# Anyone into Macro?



## Maxtor (Feb 23, 2007)

I have posted a few in the past but I don't have any new ones.

Post your Macro photos up here guys.

Many thanks.


Maxtor.


----------



## S63 (Jan 5, 2007)




----------



## AlfaMan (Jul 15, 2009)

Just a few of some watches as usual...

http://www.flickr.com/photos/davey_saxo/sets/72157623608118534/show/


----------



## bretti_kivi (Apr 22, 2008)

you mean like this?


----------



## TRN Ent (Nov 16, 2008)

I haven't done much, and not as macro as that^

This is one of my Atmel AtTinty85's:









This is how the photo was taken(The flash was on top of the camera):









3mm RGB flashing LED, cropped but looks good.









Tom.


----------



## bretti_kivi (Apr 22, 2008)

the dragonfly's not cropped


----------



## bretti_kivi (Apr 22, 2008)

50% crop: 









This is with a D-FA 50/2.8 Macro on my K5 with 2 flashes.


----------



## mattyw (Dec 10, 2011)

blimey, that's some detail!


----------



## Dan J (Jun 18, 2008)

That is an awesome shot Bretti 
Will post my efforts up later.......won't be as good as that though.


----------



## james_death (Aug 9, 2010)

Get on talk photography for stunning macro.... hope you like bugs though...:lol:


----------



## Trevo1 (Dec 8, 2011)

Bretti the dragon fly looks amazing ... !!! 
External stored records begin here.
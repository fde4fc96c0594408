//! Live stock quotes and company profiles
//!
//! This module handles:
//! - The quote-source seam used by valuation ([`QuoteSource`])
//! - Finnhub's `/quote` and `/stock/profile2` endpoints
//! - A static source for tests and offline runs

use async_trait::async_trait;
use reqwest::{Client, StatusCode};
use serde::de::DeserializeOwned;
use serde::{Deserialize, Serialize};
use std::collections::{HashMap, HashSet};
use std::time::Duration;
use tracing::debug;

use crate::error::{BoardError, BoardResult};

pub const FINNHUB_BASE_URL: &str = "https://finnhub.io/api/v1";

/// Current price and day change for one ticker.
#[derive(Debug, Clone, Default, PartialEq, Serialize, Deserialize)]
pub struct Quote {
    pub price: Option<f64>,
    pub change_percent: Option<f64>,
}

/// Company name and market capitalization (millions, as Finnhub reports it).
#[derive(Debug, Clone, Default, PartialEq, Serialize, Deserialize)]
pub struct CompanyProfile {
    pub name: Option<String>,
    pub market_cap: Option<f64>,
}

/// Where valuation gets its prices. Each call may fail independently per symbol.
#[async_trait]
pub trait QuoteSource: Send + Sync {
    async fn quote(&self, symbol: &str) -> BoardResult<Quote>;

    async fn profile(&self, symbol: &str) -> BoardResult<CompanyProfile>;
}

#[derive(Debug, Deserialize)]
struct FinnhubQuote {
    /// current price
    c: Option<f64>,
    /// percent change
    dp: Option<f64>,
}

#[derive(Debug, Deserialize)]
#[serde(rename_all = "camelCase")]
struct FinnhubProfile {
    name: Option<String>,
    market_capitalization: Option<f64>,
}

pub struct FinnhubQuoteSource {
    client: Client,
    base_url: String,
    api_key: String,
}

impl FinnhubQuoteSource {
    pub fn new(base_url: impl Into<String>, api_key: impl Into<String>) -> BoardResult<Self> {
        let client = Client::builder()
            .timeout(Duration::from_secs(10))
            .build()
            .map_err(|e| BoardError::invalid(format!("could not build HTTP client: {}", e)))?;
        Ok(Self {
            client,
            base_url: base_url.into().trim_end_matches('/').to_string(),
            api_key: api_key.into(),
        })
    }

    async fn get_json<T: DeserializeOwned>(&self, path: &str, symbol: &str) -> BoardResult<T> {
        let url = format!("{}{}", self.base_url, path);
        debug!(symbol, path, "Finnhub request");

        let resp = self
            .client
            .get(&url)
            .header("X-Finnhub-Token", &self.api_key)
            .query(&[("symbol", symbol)])
            .send()
            .await
            .map_err(|e| BoardError::quote_fetch(symbol, format!("request failed: {}", e)))?;

        let status = resp.status();
        if status == StatusCode::TOO_MANY_REQUESTS || status == StatusCode::FORBIDDEN {
            return Err(BoardError::quote_fetch(symbol, format!("rate limited [CODE: {}]", status)));
        }
        if !status.is_success() {
            let text = resp.text().await.unwrap_or_default();
            return Err(BoardError::quote_fetch(
                symbol,
                format!("[CODE: {}]: {}", status, text),
            ));
        }

        resp.json::<T>()
            .await
            .map_err(|e| BoardError::quote_fetch(symbol, format!("bad response body: {}", e)))
    }
}

#[async_trait]
impl QuoteSource for FinnhubQuoteSource {
    async fn quote(&self, symbol: &str) -> BoardResult<Quote> {
        let q: FinnhubQuote = self.get_json("/quote", symbol).await?;
        Ok(Quote {
            price: q.c,
            change_percent: q.dp,
        })
    }

    async fn profile(&self, symbol: &str) -> BoardResult<CompanyProfile> {
        let p: FinnhubProfile = self.get_json("/stock/profile2", symbol).await?;
        Ok(CompanyProfile {
            // unknown tickers come back as an empty object
            name: p.name.filter(|n| !n.trim().is_empty()),
            market_cap: p.market_capitalization,
        })
    }
}

/// Fixed quotes, for tests and for running the board without network access.
#[derive(Debug, Clone, Default)]
pub struct StaticQuoteSource {
    quotes: HashMap<String, Quote>,
    profiles: HashMap<String, CompanyProfile>,
    failing_quotes: HashSet<String>,
    failing_profiles: HashSet<String>,
}

impl StaticQuoteSource {
    pub fn new() -> Self {
        Self::default()
    }

    pub fn with_price(mut self, symbol: &str, price: f64) -> Self {
        self.quotes.insert(
            symbol.to_string(),
            Quote {
                price: Some(price),
                change_percent: Some(0.0),
            },
        );
        self
    }

    pub fn with_quote(mut self, symbol: &str, quote: Quote) -> Self {
        self.quotes.insert(symbol.to_string(), quote);
        self
    }

    pub fn with_profile(mut self, symbol: &str, name: &str, market_cap: f64) -> Self {
        self.profiles.insert(
            symbol.to_string(),
            CompanyProfile {
                name: Some(name.to_string()),
                market_cap: Some(market_cap),
            },
        );
        self
    }

    pub fn failing_quote(mut self, symbol: &str) -> Self {
        self.failing_quotes.insert(symbol.to_string());
        self
    }

    pub fn failing_profile(mut self, symbol: &str) -> Self {
        self.failing_profiles.insert(symbol.to_string());
        self
    }
}

#[async_trait]
impl QuoteSource for StaticQuoteSource {
    async fn quote(&self, symbol: &str) -> BoardResult<Quote> {
        if self.failing_quotes.contains(symbol) {
            return Err(BoardError::quote_fetch(symbol, "quote endpoint unavailable"));
        }
        self.quotes
            .get(symbol)
            .cloned()
            .ok_or_else(|| BoardError::quote_fetch(symbol, "unknown symbol"))
    }

    async fn profile(&self, symbol: &str) -> BoardResult<CompanyProfile> {
        if self.failing_profiles.contains(symbol) {
            return Err(BoardError::quote_fetch(symbol, "profile endpoint unavailable"));
        }
        Ok(self.profiles.get(symbol).cloned().unwrap_or_default())
    }
}

#[async_trait]
impl<T: QuoteSource + ?Sized> QuoteSource for std::sync::Arc<T> {
    async fn quote(&self, symbol: &str) -> BoardResult<Quote> {
        (**self).quote(symbol).await
    }

    async fn profile(&self, symbol: &str) -> BoardResult<CompanyProfile> {
        (**self).profile(symbol).await
    }
}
Sent from my HTC Sensation Z710e using Tapatalk


----------



## rich-hill (May 13, 2008)

Just bought a 60mm f2.8 Canon, been playing around with it today. Haven't managed to take anything even half decent


----------



## bretti_kivi (Apr 22, 2008)

tip 1: lock focus and move yourself around to get the subject in focus OR use a tripod
tip 2: look towards *AT LEAST* f11 - which means flash most of the time or silly-long exposures

some of the funkiest stuff is created by dropping a hint of what you're looking at, the distortions caused by water [drops], reflections, refractions, the textures available... which is why insects rock, as they have everything.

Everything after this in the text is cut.